Given information:
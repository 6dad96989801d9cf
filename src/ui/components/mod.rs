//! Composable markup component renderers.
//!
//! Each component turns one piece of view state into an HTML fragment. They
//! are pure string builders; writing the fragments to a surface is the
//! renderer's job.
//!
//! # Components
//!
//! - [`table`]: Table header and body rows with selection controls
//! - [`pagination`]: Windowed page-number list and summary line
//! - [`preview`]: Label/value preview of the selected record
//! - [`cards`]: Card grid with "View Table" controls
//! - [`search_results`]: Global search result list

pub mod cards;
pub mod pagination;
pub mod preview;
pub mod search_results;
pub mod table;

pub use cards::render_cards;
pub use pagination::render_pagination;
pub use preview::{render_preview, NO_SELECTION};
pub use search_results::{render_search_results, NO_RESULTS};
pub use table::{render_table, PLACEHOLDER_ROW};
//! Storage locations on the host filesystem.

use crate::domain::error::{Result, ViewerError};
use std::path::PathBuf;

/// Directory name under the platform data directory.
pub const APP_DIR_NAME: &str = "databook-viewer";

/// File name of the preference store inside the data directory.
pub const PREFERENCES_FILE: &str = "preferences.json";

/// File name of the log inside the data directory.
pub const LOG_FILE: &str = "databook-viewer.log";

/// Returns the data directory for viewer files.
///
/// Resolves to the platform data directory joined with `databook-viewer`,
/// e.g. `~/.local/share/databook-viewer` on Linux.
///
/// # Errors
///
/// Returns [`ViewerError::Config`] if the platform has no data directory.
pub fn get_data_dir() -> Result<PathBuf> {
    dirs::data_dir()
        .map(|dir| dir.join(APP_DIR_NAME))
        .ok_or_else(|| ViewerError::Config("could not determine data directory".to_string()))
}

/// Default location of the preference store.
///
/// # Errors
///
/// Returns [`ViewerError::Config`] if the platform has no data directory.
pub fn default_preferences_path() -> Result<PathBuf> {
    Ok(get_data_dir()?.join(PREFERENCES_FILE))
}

---

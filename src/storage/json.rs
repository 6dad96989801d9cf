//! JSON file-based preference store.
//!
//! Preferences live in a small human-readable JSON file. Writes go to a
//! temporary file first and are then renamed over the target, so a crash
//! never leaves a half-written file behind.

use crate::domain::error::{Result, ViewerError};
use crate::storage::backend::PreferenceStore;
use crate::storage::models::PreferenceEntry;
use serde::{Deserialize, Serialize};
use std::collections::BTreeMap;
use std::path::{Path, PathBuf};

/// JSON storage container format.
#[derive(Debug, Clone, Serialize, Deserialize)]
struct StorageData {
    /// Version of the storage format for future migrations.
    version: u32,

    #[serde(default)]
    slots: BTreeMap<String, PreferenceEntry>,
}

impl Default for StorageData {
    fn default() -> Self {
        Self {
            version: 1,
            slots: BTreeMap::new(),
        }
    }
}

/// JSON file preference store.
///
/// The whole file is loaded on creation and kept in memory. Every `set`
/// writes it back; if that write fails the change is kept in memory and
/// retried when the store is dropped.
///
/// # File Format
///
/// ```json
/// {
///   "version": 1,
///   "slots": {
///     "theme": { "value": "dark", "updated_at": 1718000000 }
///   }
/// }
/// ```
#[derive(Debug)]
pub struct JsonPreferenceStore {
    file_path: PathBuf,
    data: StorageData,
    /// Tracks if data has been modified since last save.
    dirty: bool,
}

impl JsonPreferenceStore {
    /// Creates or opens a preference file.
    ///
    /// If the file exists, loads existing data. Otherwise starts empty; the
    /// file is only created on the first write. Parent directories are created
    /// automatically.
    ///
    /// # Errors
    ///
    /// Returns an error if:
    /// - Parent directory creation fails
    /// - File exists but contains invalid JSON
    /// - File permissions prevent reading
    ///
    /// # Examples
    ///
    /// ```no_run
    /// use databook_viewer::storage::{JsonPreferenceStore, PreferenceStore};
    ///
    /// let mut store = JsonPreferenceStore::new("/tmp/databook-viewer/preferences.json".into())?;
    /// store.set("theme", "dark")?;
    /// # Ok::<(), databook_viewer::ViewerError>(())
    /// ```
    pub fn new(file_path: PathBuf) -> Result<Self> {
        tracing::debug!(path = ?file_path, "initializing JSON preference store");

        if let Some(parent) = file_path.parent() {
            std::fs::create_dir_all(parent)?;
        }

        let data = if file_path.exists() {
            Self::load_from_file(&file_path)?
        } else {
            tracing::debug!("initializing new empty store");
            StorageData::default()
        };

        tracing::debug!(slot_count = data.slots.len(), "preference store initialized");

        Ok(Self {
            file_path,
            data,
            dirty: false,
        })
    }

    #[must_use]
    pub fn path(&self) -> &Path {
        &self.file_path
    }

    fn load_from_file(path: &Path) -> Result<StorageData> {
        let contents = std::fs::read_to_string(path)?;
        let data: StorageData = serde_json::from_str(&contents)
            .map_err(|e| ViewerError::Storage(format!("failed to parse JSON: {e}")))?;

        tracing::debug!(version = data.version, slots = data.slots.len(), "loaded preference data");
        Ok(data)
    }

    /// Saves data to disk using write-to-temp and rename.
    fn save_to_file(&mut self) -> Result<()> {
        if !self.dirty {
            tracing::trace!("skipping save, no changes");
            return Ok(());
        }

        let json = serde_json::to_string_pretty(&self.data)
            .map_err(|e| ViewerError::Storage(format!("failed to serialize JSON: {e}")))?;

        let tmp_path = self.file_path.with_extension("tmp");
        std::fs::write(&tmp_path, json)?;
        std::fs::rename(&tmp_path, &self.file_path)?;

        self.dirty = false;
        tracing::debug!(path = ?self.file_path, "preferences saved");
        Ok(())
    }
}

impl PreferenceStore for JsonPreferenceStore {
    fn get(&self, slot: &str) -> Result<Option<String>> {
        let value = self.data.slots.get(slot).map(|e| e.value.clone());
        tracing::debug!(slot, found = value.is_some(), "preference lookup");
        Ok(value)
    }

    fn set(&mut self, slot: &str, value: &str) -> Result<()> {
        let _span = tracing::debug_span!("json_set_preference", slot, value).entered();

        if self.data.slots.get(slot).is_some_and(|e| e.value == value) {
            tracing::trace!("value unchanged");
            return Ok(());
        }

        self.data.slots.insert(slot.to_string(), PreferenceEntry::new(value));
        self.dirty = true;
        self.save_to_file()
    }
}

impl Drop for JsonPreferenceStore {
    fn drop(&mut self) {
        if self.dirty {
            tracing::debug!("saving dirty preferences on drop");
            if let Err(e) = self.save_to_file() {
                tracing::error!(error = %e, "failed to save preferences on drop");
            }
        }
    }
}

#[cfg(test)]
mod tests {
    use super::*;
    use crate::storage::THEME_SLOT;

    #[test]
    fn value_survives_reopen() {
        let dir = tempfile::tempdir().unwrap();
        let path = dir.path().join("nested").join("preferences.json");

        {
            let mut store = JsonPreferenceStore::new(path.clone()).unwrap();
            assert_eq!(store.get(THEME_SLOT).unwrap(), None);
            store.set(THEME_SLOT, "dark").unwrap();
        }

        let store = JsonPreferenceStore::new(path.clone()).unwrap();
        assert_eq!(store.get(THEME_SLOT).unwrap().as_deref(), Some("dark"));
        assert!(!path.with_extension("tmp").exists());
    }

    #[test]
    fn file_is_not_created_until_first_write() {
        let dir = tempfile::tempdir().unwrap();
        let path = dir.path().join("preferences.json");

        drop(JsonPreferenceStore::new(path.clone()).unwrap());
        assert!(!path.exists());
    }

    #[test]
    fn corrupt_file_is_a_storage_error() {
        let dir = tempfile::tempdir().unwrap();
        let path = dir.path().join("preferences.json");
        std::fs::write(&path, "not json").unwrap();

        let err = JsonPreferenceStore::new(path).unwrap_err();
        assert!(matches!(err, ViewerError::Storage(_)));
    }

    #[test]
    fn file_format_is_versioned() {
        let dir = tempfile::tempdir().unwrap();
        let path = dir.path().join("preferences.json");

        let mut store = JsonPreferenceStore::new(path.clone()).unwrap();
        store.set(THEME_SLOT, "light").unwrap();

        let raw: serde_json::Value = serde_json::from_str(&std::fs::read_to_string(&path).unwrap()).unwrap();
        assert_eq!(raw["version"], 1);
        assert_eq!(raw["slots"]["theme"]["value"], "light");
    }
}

Exercise prompt: Search the material above for the string "impl", and copy every line in which it turns up.

Solution for this task:
impl Default for StorageData {
impl JsonPreferenceStore {
impl PreferenceStore for JsonPreferenceStore {
impl Drop for JsonPreferenceStore {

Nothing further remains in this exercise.